XEP-0106 allows it again where?

It is my understanding that XEP-0106 allows for ‘"’ to appear in unescaped JIDs. However you will only find escaped JIDs on the wire, where XEP-0106 does not relax the restrictions.

Well the user has to tell if he wants to create an Jid instance from an unesacped or escaped String/CharSequence. Obviously escaped is the default (since it is what an actual JID represents), hence there is Jid.fromUnescaped(CharSequence).

I would usually agree with you. But in this particular case I decided to go this way.

Yes. right. Everything fine.

Thanks for this discussion. Just wanted to add that also Psi priority can DoS XMPPTCPConnection. We had to learn this the hard way and wished Smack would have kept priority range check inside the API. Nowadays we ignore the faulty presence stanza that’s sent by any client and have other (inconsistency) problems. As Flow already indicated compliance within the federated XMPP network is difficult (if not impossible) to achieve.

Assuming that it means what I believe that it means (that smack should just silently mask the invalid value), you possibly would have end up spending hours in debugging a strange behavior under certain circumstances if this would have been Smack’s policy.

I just do not believe that there is an easy “one-size-fits-all” solution. But…

…I very much believe that it is possible to achieve a reasonable amount of compliance by being very strict in what to accept.

.

+1 for this approach.

Furthermore I (again) want to point at RFC 6120 $ 11.4:

An implementation MAY choose to accept or send only data that has been explicitly validated against the schemas provided in this document, but such behavior is OPTIONAL
Clients […] SHOULD ignore any non-conformant elements or attributes on the incoming XML stream.

I believe “non-conformant” means not valid as per the XML schema.

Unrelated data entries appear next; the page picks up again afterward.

//! Core error types for chronodeck-core.
//!
//! The clock, stopwatch and countdown engines never fail: invalid commands
//! are ignored and out-of-range values are clamped. Errors only surface at
//! the edges (configuration, user input parsing, alert delivery), and they
//! are collected here using thiserror.

use std::path::PathBuf;
use thiserror::Error;

/// Core error type for chronodeck-core.
#[derive(Error, Debug)]
pub enum CoreError {
    /// Configuration-related errors
    #[error("Configuration error: {0}")]
    Config(#[from] ConfigError),

    /// Validation errors
    #[error("Validation error: {0}")]
    Validation(#[from] ValidationError),

    /// Completion alert delivery errors
    #[error("Notification error: {0}")]
    Notify(#[from] NotifyError),
}

/// Configuration-specific errors.
#[derive(Error, Debug)]
pub enum ConfigError {
    /// Failed to load configuration
    #[error("Failed to load configuration from {path}: {message}")]
    LoadFailed { path: PathBuf, message: String },

    /// Failed to save configuration
    #[error("Failed to save configuration to {path}: {message}")]
    SaveFailed { path: PathBuf, message: String },

    /// Invalid configuration value
    #[error("Invalid configuration value for '{key}': {message}")]
    InvalidValue { key: String, message: String },

    /// Key does not exist in the configuration tree
    #[error("Unknown configuration key: {0}")]
    UnknownKey(String),

    /// Failed to parse configuration
    #[error("Failed to parse configuration: {0}")]
    ParseFailed(String),
}

/// Validation errors for user-supplied input.
#[derive(Error, Debug, Clone, PartialEq, Eq)]
pub enum ValidationError {
    /// Duration string could not be parsed
    #[error("Invalid duration '{input}': {message}")]
    InvalidDuration { input: String, message: String },

    /// No preset with the given label
    #[error("Unknown timer preset: {0}")]
    UnknownPreset(String),

    /// No mode with the given name
    #[error("Unknown mode: {0} (expected clock, stopwatch or timer)")]
    UnknownMode(String),

    /// Invalid value
    #[error("Invalid value for '{field}': {message}")]
    InvalidValue { field: String, message: String },
}

/// Errors raised by completion notifiers.
///
/// These never reach the timer state machine; the alert dispatcher logs them
/// and falls back to a visual-only acknowledgment.
#[derive(Error, Debug)]
pub enum NotifyError {
    /// The notifier cannot deliver right now (muted, no interaction yet)
    #[error("{channel} notifier unavailable: {reason}")]
    Unavailable { channel: String, reason: String },

    /// Delivery was attempted and failed
    #[error("{channel} notification failed: {source}")]
    Delivery {
        channel: String,
        #[source]
        source: std::io::Error,
    },
}

impl From<toml::de::Error> for ConfigError {
    fn from(err: toml::de::Error) -> Self {
        ConfigError::ParseFailed(err.to_string())
    }
}

impl From<toml::ser::Error> for ConfigError {
    fn from(err: toml::ser::Error) -> Self {
        ConfigError::ParseFailed(err.to_string())
    }
}

/// Result type alias for CoreError
pub type Result<T, E = CoreError> = std::result::Result<T, E>;

#[cfg(test)]
mod tests {
    use super::*;

    #[test]
    fn validation_error_converts_into_core_error() {
        let err: CoreError = ValidationError::UnknownPreset("7m".into()).into();
        assert_eq!(
            err.to_string(),
            "Validation error: Unknown timer preset: 7m"
        );
    }

    #[test]
    fn notify_error_keeps_source() {
        use std::error::Error as _;
        let err = NotifyError::Delivery {
            channel: "bell".into(),
            source: std::io::Error::new(std::io::ErrorKind::BrokenPipe, "closed"),
        };
        assert!(err.source().is_some());
        assert!(err.to_string().starts_with("bell notification failed"));
    }
}
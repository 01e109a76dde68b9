use chronodeck_core::{Config, Deck, Mode};
use clap::Args;

use super::CommandResult;
use crate::input::HELP;
use crate::render;
use crate::session::{self, SessionOptions};

#[derive(Args)]
pub struct DeckArgs {
    /// Mode to open in (defaults to `general.default_mode`)
    #[arg(long, short)]
    pub mode: Option<Mode>,
    /// Print events as JSON lines
    #[arg(long)]
    pub json: bool,
    /// Skip the audible alert
    #[arg(long)]
    pub no_sound: bool,
}

pub async fn run(args: DeckArgs) -> CommandResult {
    let config = Config::load()?;
    let mode = match args.mode {
        Some(mode) => mode,
        None => config.general.default_mode.parse()?,
    };
    let controller =
        session::build_controller(&config, mode, !args.no_sound, args.json)?;
    let (mut deck, mut updates) = Deck::new(controller);

    if !args.json {
        render::println_clear(HELP);
    }
    session::run(
        &mut deck,
        &mut updates,
        SessionOptions {
            json: args.json,
            exit_on_complete: false,
            allow_switch: true,
            interactive: true,
        },
    )
    .await
}
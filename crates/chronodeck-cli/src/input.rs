//! Line-based keyboard commands for the interactive modes.

use chronodeck_core::{Command, Mode};

#[derive(Debug, Clone, PartialEq, Eq)]
pub enum Input {
    Command(Command),
    /// One adjust step up or down.
    Nudge(i64),
    Preset(String),
    Switch(Mode),
    Help,
    Quit,
}

pub const HELP: &str = "\
  s | <enter>   start / pause / stop alarm
  l             lap (stopwatch)
  r             reset
  + | -         adjust countdown by one step
  p <label>     load a countdown preset (e.g. p 10m)
  d <duration>  set countdown duration (e.g. d 90s)
  m <mode>      switch mode (clock, stopwatch, timer)
  b             toggle sound
  q             quit";

/// Parse one line of input. Unknown input yields `Err` with a message.
pub fn parse(line: &str) -> Result<Input, String> {
    let line = line.trim();
    let (head, arg) = match line.split_once(char::is_whitespace) {
        Some((head, arg)) => (head, arg.trim()),
        None => (line, ""),
    };

    match head {
        "" | "s" | "space" => Ok(Input::Command(Command::Toggle)),
        "l" | "lap" => Ok(Input::Command(Command::Lap)),
        "r" | "reset" => Ok(Input::Command(Command::Reset)),
        "x" | "stop" => Ok(Input::Command(Command::Stop)),
        "b" | "bell" => Ok(Input::Command(Command::ToggleSound)),
        "+" => Ok(Input::Nudge(1)),
        "-" => Ok(Input::Nudge(-1)),
        "p" | "preset" if !arg.is_empty() => Ok(Input::Preset(arg.to_string())),
        "d" | "duration" if !arg.is_empty() => chronodeck_core::parse_duration(arg)
            .map(|duration_ms| Input::Command(Command::SetDuration { duration_ms }))
            .map_err(|e| e.to_string()),
        "m" | "mode" if !arg.is_empty() => arg
            .parse::<Mode>()
            .map(Input::Switch)
            .map_err(|e| e.to_string()),
        "h" | "help" | "?" => Ok(Input::Help),
        "q" | "quit" | "exit" => Ok(Input::Quit),
        other => Err(format!("unknown command '{other}' (h for help)")),
    }
}

#[cfg(test)]
mod tests {
    use super::*;

    #[test]
    fn enter_toggles() {
        assert_eq!(parse(""), Ok(Input::Command(Command::Toggle)));
        assert_eq!(parse("  s "), Ok(Input::Command(Command::Toggle)));
    }

    #[test]
    fn arguments() {
        assert_eq!(parse("p 10m"), Ok(Input::Preset("10m".into())));
        assert_eq!(
            parse("d 90s"),
            Ok(Input::Command(Command::SetDuration { duration_ms: 90_000 }))
        );
        assert_eq!(parse("m stopwatch"), Ok(Input::Switch(Mode::Stopwatch)));
        assert_eq!(parse("-"), Ok(Input::Nudge(-1)));
    }

    #[test]
    fn rejects_unknown() {
        assert!(parse("zz").is_err());
        assert!(parse("p").is_err(), "preset needs a label");
        assert!(parse("d soon").is_err());
        assert!(parse("m alarm").is_err());
    }
}
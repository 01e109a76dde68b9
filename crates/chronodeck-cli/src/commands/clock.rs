use chronodeck_core::{Config, Deck, Mode, SystemTimeSource, TimeSource};
use clap::Args;

use super::CommandResult;
use crate::session::{self, SessionOptions};

#[derive(Args)]
pub struct ClockArgs {
    /// Print a single reading and exit
    #[arg(long)]
    pub once: bool,
    /// Output JSON
    #[arg(long)]
    pub json: bool,
}

pub async fn run(args: ClockArgs) -> CommandResult {
    let config = Config::load()?;

    if args.once {
        let settings = config.deck_settings()?;
        let sample = settings.sampler.sample(SystemTimeSource.now());
        if args.json {
            println!("{}", serde_json::to_string_pretty(&sample)?);
        } else {
            println!("{}", sample.readout());
            println!("{}", sample.date);
            println!("{}", sample.timezone);
        }
        return Ok(());
    }

    let controller =
        session::build_controller(&config, Mode::Clock, false, args.json)?;
    let (mut deck, mut updates) = Deck::new(controller);
    session::run(
        &mut deck,
        &mut updates,
        SessionOptions {
            json: args.json,
            exit_on_complete: false,
            allow_switch: false,
            interactive: true,
        },
    )
    .await
}
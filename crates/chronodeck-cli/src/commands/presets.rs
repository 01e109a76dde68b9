use chronodeck_core::Config;
use chronodeck_core::format::format_countdown;
use clap::Args;

use super::CommandResult;

#[derive(Args)]
pub struct PresetsArgs {
    /// Output JSON
    #[arg(long)]
    pub json: bool,
}

pub fn run(args: PresetsArgs) -> CommandResult {
    let config = Config::load()?;
    let presets = &config.timer.presets;

    if args.json {
        println!("{}", serde_json::to_string_pretty(presets)?);
        return Ok(());
    }
    for preset in presets {
        println!("{:<8} {}", preset.label, format_countdown(preset.duration_ms));
    }
    Ok(())
}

Alternatively to Georg’s suggestion, you could provide a boolean configuration property, which by default validates against the schema, but which developers could switch off, in the sense of the “OPTIONAL” behavior from § 11.4.
In this case you could set smart defaults, like setting the presence priority to the min value if it is -2000.

I like your pursuit to strict parsing, but it shouldn’t be too strict or imo (attackers should not be able to drop connections). Just imagine if web browsers would crash or display an empty page, if the page’s HTML does not conform to the Doctype declaration.
Many sites aren’t even well-formed, e.g. have missing closing elements.

In the case of a malformed JID, like in the example above, you could also return a jid-malformed error, or enable application developers to do so, if they want to. (Maybe it’s already possible in the exception callback).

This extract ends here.